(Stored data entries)
-- Opening Marker --
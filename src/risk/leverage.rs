//! Dynamic leverage calculation
//!
//! Base leverage scaled by a confidence tier, then penalized multiplicatively
//! for volatility, correlation, drawdown, and the market regime, then clamped
//! to global and per-symbol bounds. Each adjustment that fires is recorded in
//! a reasoning trail for auditability.

use serde::{Deserialize, Serialize};

use crate::config::LeverageConfig;

/// Broad market regime classification from the market-data collaborator
#[derive(Debug, Clone, Copy, PartialEq, Eq, Serialize, Deserialize)]
#[serde(rename_all = "snake_case")]
pub enum MarketRegime {
    ExtremeVolatility,
    HighVolatility,
    Normal,
    LowVolatility,
    Stable,
}

impl MarketRegime {
    /// Classify the regime from realized volatility
    pub fn from_volatility(volatility: f64) -> Self {
        if volatility > 0.06 {
            Self::ExtremeVolatility
        } else if volatility > 0.04 {
            Self::HighVolatility
        } else if volatility > 0.015 {
            Self::Normal
        } else if volatility > 0.005 {
            Self::LowVolatility
        } else {
            Self::Stable
        }
    }

    /// Leverage multiplier for the regime
    pub fn multiplier(self) -> f64 {
        match self {
            Self::ExtremeVolatility => 0.3,
            Self::HighVolatility => 0.6,
            Self::Normal => 1.0,
            Self::LowVolatility => 1.2,
            Self::Stable => 1.1,
        }
    }
}

/// Inputs to one leverage computation
#[derive(Debug, Clone)]
pub struct LeverageInputs {
    pub symbol: String,
    /// Signal confidence in [0, 1]
    pub confidence: f64,
    /// Realized volatility as a fraction of price
    pub volatility: f64,
    /// Average pairwise correlation with current holdings
    pub correlation: f64,
    /// Current drawdown fraction from peak equity
    pub drawdown: f64,
    pub regime: MarketRegime,
    /// Risk scores in [0, 1] from the metrics feedback loop
    pub symbol_risk: f64,
    pub portfolio_risk: f64,
    /// Hard per-symbol leverage cap from exchange rules
    pub symbol_cap: u32,
}

/// Result of one leverage computation; recomputed per decision
#[derive(Debug, Clone, Serialize, Deserialize)]
pub struct LeverageResult {
    pub symbol: String,
    /// Final integer leverage
    pub leverage: u32,
    pub confidence: f64,
    pub volatility: f64,
    pub correlation: f64,
    pub drawdown: f64,
    pub regime: MarketRegime,
    pub symbol_risk: f64,
    pub portfolio_risk: f64,
    /// Composite risk score in [0, 1]
    pub risk_score: f64,
    /// Which adjustments fired, in order
    pub reasoning: Vec<String>,
}

/// Computes bounded dynamic leverage
#[derive(Debug, Clone)]
pub struct LeverageCalculator {
    config: LeverageConfig,
}

impl LeverageCalculator {
    pub fn new(config: LeverageConfig) -> Self {
        Self { config }
    }

    /// Compute leverage for one decision
    pub fn compute(&self, inputs: &LeverageInputs) -> LeverageResult {
        let cfg = &self.config;
        let mut reasoning = Vec::new();

        let (tier_mult, tier) = if inputs.confidence >= 0.9 {
            (cfg.high_confidence_mult, "high")
        } else if inputs.confidence >= 0.7 {
            (cfg.mid_confidence_mult, "mid")
        } else if inputs.confidence >= 0.5 {
            (cfg.low_confidence_mult, "low")
        } else {
            (cfg.floor_confidence_mult, "floor")
        };
        let mut leverage = cfg.base_leverage * tier_mult;
        reasoning.push(format!(
            "confidence {:.2} in {tier} tier: base {} x {tier_mult}",
            inputs.confidence, cfg.base_leverage
        ));

        let vol_mult = if inputs.volatility > 0.05 {
            0.5
        } else if inputs.volatility > 0.03 {
            0.7
        } else if inputs.volatility > 0.01 {
            0.9
        } else {
            1.0
        };
        if vol_mult < 1.0 {
            leverage *= vol_mult;
            reasoning.push(format!(
                "volatility {:.2}% penalty x{vol_mult}",
                inputs.volatility * 100.0
            ));
        }

        let corr_mult = if inputs.correlation > 0.8 {
            0.6
        } else if inputs.correlation > 0.6 {
            0.8
        } else if inputs.correlation > 0.4 {
            0.9
        } else {
            1.0
        };
        if corr_mult < 1.0 {
            leverage *= corr_mult;
            reasoning.push(format!(
                "correlation {:.2} penalty x{corr_mult}",
                inputs.correlation
            ));
        }

        let dd_mult = if inputs.drawdown > 0.15 {
            0.5
        } else if inputs.drawdown > 0.10 {
            0.7
        } else if inputs.drawdown > 0.05 {
            0.9
        } else {
            1.0
        };
        if dd_mult < 1.0 {
            leverage *= dd_mult;
            reasoning.push(format!(
                "drawdown {:.2}% penalty x{dd_mult}",
                inputs.drawdown * 100.0
            ));
        }

        let regime_mult = inputs.regime.multiplier();
        if (regime_mult - 1.0).abs() > f64::EPSILON {
            leverage *= regime_mult;
            reasoning.push(format!("regime {:?} x{regime_mult}", inputs.regime));
        }

        let mut result = leverage.floor() as u32;
        result = result.clamp(cfg.min_leverage, cfg.max_leverage);
        if result > inputs.symbol_cap {
            result = inputs.symbol_cap.max(1);
            reasoning.push(format!("capped to symbol limit {}", inputs.symbol_cap));
        }

        if inputs.symbol_risk > cfg.risk_score_threshold && result > cfg.risk_capped_leverage {
            result = cfg.risk_capped_leverage;
            reasoning.push(format!(
                "symbol risk {:.2} above {:.2}: capped to {}",
                inputs.symbol_risk, cfg.risk_score_threshold, cfg.risk_capped_leverage
            ));
        }
        if inputs.portfolio_risk > cfg.risk_score_threshold && result > cfg.risk_capped_leverage {
            result = cfg.risk_capped_leverage;
            reasoning.push(format!(
                "portfolio risk {:.2} above {:.2}: capped to {}",
                inputs.portfolio_risk, cfg.risk_score_threshold, cfg.risk_capped_leverage
            ));
        }
        result = result.max(cfg.min_leverage);

        let risk_score = Self::risk_score(inputs);

        LeverageResult {
            symbol: inputs.symbol.clone(),
            leverage: result,
            confidence: inputs.confidence,
            volatility: inputs.volatility,
            correlation: inputs.correlation,
            drawdown: inputs.drawdown,
            regime: inputs.regime,
            symbol_risk: inputs.symbol_risk,
            portfolio_risk: inputs.portfolio_risk,
            risk_score,
            reasoning,
        }
    }

    /// Composite risk score: weighted blend of the normalized inputs
    fn risk_score(inputs: &LeverageInputs) -> f64 {
        let vol_norm = (inputs.volatility / 0.05).min(1.0);
        let dd_norm = (inputs.drawdown / 0.15).min(1.0);
        let score = 0.3 * vol_norm
            + 0.25 * inputs.correlation.clamp(0.0, 1.0)
            + 0.25 * dd_norm
            + 0.2 * (1.0 - inputs.confidence.clamp(0.0, 1.0));
        score.clamp(0.0, 1.0)
    }
}
//! Integration test entry point

mod engine_test;
mod scenario_test;
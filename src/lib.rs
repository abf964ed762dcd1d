//! riskpilot: autonomous leveraged-trading risk and execution engine
//!
//! This library provides the core components for:
//! - Signal validation and risk-budgeted position sizing
//! - Dynamic leverage from confidence/volatility/correlation/drawdown
//! - Circuit breakers guarding daily loss, drawdown, and losing streaks
//! - A single-writer position ledger with a continuous monitoring loop
//! - Order routing with dedup and a failure-rate breaker
//! - Mean-variance portfolio optimization and graduated rebalancing
//! - Daily performance rollups (Sharpe/Sortino/Calmar)
//! - Full observability stack

pub mod cli;
pub mod config;
pub mod events;
pub mod exchange;
pub mod ledger;
pub mod marketdata;
pub mod metrics;
pub mod portfolio;
pub mod risk;
pub mod router;
pub mod signal;
pub mod store;
pub mod telemetry;
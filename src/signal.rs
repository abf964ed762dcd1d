//! Trading signal types
//!
//! Signals are produced by the prediction collaborator and consumed once.

use chrono::{DateTime, Utc};
use rust_decimal::Decimal;
use serde::{Deserialize, Serialize};
use uuid::Uuid;

/// Signal direction
#[derive(Debug, Clone, Copy, PartialEq, Eq, Serialize, Deserialize)]
#[serde(rename_all = "lowercase")]
pub enum Direction {
    Long,
    Short,
    Hold,
}

/// A trading signal
#[derive(Debug, Clone, Serialize, Deserialize)]
pub struct Signal {
    /// Unique signal identifier
    pub id: Uuid,
    /// Symbol, e.g. "BTCUSDT"
    pub symbol: String,
    /// Trade direction
    pub direction: Direction,
    /// Model confidence in [0, 1]
    pub confidence: Decimal,
    /// Reference price at signal time
    pub price: Decimal,
    /// Optional model-suggested protective stop
    pub stop: Option<Decimal>,
    /// Optional model-suggested target
    pub target: Option<Decimal>,
    /// Signal generation timestamp
    pub timestamp: DateTime<Utc>,
}

impl Signal {
    /// Create a new signal
    pub fn new(symbol: impl Into<String>, direction: Direction, confidence: Decimal, price: Decimal) -> Self {
        Self {
            id: Uuid::new_v4(),
            symbol: symbol.into(),
            direction,
            confidence,
            price,
            stop: None,
            target: None,
            timestamp: Utc::now(),
        }
    }

    /// Attach model-suggested stop/target levels
    pub fn with_levels(mut self, stop: Option<Decimal>, target: Option<Decimal>) -> Self {
        self.stop = stop;
        self.target = target;
        self
    }

    /// Whether the signal asks for a position at all
    pub fn is_actionable(&self) -> bool {
        matches!(self.direction, Direction::Long | Direction::Short)
    }
}

#[cfg(test)]
mod tests {
    use super::*;
    use rust_decimal_macros::dec;

    #[test]
    fn test_signal_new() {
        let signal = Signal::new("BTCUSDT", Direction::Long, dec!(0.8), dec!(50000));
        assert_eq!(signal.symbol, "BTCUSDT");
        assert_eq!(signal.direction, Direction::Long);
        assert!(signal.stop.is_none());
        assert!(signal.is_actionable());
    }

    #[test]
    fn test_hold_not_actionable() {
        let signal = Signal::new("BTCUSDT", Direction::Hold, dec!(0.9), dec!(50000));
        assert!(!signal.is_actionable());
    }

    #[test]
    fn test_with_levels() {
        let signal = Signal::new("ETHUSDT", Direction::Short, dec!(0.7), dec!(3000))
            .with_levels(Some(dec!(3060)), Some(dec!(2880)));
        assert_eq!(signal.stop, Some(dec!(3060)));
        assert_eq!(signal.target, Some(dec!(2880)));
    }

    #[test]
    fn test_direction_serde() {
        let json = serde_json::to_string(&Direction::Long).unwrap();
        assert_eq!(json, "\"long\"");
        let parsed: Direction = serde_json::from_str("\"short\"").unwrap();
        assert_eq!(parsed, Direction::Short);
    }
}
-- Closing Marker --
§ **What the exercise asks**: Retype exactly, please, only the lines of the entries that run from the one containing "assert!(signal.is_actionable());" to the last.

§ **Response area**:
        assert!(signal.is_actionable());
    }

    #[test]
    fn test_hold_not_actionable() {
        let signal = Signal::new("BTCUSDT", Direction::Hold, dec!(0.9), dec!(50000));
        assert!(!signal.is_actionable());
    }

    #[test]
    fn test_with_levels() {
        let signal = Signal::new("ETHUSDT", Direction::Short, dec!(0.7), dec!(3000))
            .with_levels(Some(dec!(3060)), Some(dec!(2880)));
        assert_eq!(signal.stop, Some(dec!(3060)));
        assert_eq!(signal.target, Some(dec!(2880)));
    }

    #[test]
    fn test_direction_serde() {
        let json = serde_json::to_string(&Direction::Long).unwrap();
        assert_eq!(json, "\"long\"");
        let parsed: Direction = serde_json::from_str("\"short\"").unwrap();
        assert_eq!(parsed, Direction::Short);
    }
}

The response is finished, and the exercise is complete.